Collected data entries

——————

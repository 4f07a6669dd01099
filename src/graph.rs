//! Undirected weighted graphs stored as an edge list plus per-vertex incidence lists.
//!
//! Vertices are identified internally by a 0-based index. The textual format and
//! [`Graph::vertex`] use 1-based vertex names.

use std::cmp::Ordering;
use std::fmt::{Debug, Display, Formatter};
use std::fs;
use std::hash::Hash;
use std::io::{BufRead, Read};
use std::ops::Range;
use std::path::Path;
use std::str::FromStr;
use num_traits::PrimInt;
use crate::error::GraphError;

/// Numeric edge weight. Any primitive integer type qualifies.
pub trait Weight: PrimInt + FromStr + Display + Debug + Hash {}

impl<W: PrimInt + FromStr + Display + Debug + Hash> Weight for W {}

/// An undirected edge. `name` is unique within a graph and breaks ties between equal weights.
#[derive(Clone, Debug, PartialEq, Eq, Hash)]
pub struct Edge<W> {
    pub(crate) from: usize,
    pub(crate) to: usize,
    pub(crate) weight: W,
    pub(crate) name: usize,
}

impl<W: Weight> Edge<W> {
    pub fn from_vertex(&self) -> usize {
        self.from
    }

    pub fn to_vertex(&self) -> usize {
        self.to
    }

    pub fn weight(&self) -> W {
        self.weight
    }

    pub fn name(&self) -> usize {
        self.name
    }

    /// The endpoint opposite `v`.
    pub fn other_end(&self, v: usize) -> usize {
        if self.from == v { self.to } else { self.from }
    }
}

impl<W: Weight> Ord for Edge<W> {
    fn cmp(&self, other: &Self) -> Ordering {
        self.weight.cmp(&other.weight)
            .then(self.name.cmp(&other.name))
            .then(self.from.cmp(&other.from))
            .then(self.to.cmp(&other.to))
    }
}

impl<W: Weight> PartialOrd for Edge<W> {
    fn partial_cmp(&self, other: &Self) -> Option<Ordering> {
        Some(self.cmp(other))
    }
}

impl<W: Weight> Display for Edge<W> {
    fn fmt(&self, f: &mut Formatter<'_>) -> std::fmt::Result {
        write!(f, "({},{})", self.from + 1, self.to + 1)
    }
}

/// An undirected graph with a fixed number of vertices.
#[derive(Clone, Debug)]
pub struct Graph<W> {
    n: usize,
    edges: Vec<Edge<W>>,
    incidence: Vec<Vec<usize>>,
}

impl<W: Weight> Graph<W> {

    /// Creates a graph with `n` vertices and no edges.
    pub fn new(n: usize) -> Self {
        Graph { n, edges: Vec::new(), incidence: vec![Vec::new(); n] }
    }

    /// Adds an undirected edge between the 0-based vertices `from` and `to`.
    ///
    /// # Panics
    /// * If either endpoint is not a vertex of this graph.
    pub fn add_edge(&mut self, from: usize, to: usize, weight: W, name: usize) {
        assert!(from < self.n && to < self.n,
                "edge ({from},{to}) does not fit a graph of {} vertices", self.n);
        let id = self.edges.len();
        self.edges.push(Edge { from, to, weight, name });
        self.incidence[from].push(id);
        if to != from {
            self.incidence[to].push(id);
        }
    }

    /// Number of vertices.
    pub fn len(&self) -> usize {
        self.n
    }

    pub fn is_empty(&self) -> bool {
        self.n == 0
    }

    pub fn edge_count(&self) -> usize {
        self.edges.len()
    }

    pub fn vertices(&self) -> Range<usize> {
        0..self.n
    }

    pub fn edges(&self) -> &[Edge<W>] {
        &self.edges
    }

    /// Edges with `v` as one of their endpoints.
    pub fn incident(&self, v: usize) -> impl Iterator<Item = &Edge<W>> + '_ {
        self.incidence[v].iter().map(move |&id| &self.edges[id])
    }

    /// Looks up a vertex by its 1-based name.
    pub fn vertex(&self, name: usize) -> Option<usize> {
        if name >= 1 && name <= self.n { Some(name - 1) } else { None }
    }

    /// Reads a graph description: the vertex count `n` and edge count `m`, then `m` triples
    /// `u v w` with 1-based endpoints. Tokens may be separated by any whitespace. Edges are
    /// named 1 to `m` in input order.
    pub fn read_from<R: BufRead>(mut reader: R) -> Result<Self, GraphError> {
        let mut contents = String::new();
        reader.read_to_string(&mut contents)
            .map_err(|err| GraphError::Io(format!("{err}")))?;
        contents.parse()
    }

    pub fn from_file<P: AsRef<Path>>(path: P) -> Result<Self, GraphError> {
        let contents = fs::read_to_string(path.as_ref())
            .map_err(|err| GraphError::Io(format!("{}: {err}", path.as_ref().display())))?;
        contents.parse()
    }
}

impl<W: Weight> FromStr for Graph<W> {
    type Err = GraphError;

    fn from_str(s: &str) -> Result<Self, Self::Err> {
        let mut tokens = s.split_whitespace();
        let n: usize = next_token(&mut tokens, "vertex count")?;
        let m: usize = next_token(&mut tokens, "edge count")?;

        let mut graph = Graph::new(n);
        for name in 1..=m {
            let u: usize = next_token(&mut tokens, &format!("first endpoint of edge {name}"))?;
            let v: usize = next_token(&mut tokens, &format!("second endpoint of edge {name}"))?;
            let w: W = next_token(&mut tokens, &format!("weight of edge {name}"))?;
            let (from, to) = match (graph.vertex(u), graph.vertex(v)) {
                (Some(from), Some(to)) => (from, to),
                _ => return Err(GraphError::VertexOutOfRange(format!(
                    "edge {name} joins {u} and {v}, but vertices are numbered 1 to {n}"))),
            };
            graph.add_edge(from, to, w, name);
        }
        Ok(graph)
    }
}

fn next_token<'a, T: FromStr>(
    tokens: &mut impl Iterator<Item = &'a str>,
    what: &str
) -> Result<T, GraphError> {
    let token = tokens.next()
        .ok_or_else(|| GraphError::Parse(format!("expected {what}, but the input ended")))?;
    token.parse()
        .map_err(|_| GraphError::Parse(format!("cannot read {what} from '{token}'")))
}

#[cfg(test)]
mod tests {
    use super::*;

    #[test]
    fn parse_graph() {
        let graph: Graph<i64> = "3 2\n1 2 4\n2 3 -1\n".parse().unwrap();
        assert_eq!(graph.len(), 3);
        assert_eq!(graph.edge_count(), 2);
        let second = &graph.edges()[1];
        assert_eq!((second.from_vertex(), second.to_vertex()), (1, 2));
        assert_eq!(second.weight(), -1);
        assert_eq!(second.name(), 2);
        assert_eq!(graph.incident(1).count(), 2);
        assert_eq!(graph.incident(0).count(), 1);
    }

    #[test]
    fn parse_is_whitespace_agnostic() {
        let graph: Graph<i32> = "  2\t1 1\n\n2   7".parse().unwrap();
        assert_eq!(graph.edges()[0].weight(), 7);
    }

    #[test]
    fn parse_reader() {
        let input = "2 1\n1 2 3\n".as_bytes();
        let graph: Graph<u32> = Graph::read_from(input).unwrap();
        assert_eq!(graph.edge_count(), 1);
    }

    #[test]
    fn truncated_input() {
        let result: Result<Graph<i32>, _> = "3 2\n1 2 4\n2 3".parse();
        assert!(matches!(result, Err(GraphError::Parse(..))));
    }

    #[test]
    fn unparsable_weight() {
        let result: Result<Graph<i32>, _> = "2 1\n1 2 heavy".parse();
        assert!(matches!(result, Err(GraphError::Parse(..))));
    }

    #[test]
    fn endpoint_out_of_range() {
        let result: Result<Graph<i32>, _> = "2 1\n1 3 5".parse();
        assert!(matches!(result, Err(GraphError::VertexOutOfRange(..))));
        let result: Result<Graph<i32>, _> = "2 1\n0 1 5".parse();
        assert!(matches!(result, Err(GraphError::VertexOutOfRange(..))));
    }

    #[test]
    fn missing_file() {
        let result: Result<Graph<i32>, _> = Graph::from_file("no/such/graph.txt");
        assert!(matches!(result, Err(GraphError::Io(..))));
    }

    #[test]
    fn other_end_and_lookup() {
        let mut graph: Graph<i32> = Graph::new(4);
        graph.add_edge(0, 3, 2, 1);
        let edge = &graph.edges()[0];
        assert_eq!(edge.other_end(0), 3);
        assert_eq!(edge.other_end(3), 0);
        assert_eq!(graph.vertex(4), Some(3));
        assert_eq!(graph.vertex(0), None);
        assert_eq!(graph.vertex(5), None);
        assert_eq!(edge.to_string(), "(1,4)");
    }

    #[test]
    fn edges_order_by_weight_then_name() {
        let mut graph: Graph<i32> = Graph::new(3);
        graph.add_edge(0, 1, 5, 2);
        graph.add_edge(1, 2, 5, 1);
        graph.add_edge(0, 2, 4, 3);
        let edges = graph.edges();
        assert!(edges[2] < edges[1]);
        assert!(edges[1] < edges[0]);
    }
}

——————

Problem to solve
The expected answer is a copy of each line in the records that holds the word "incident".

Result of this task
    pub fn incident(&self, v: usize) -> impl Iterator<Item = &Edge<W>> + '_ {
        assert_eq!(graph.incident(1).count(), 2);
        assert_eq!(graph.incident(0).count(), 1);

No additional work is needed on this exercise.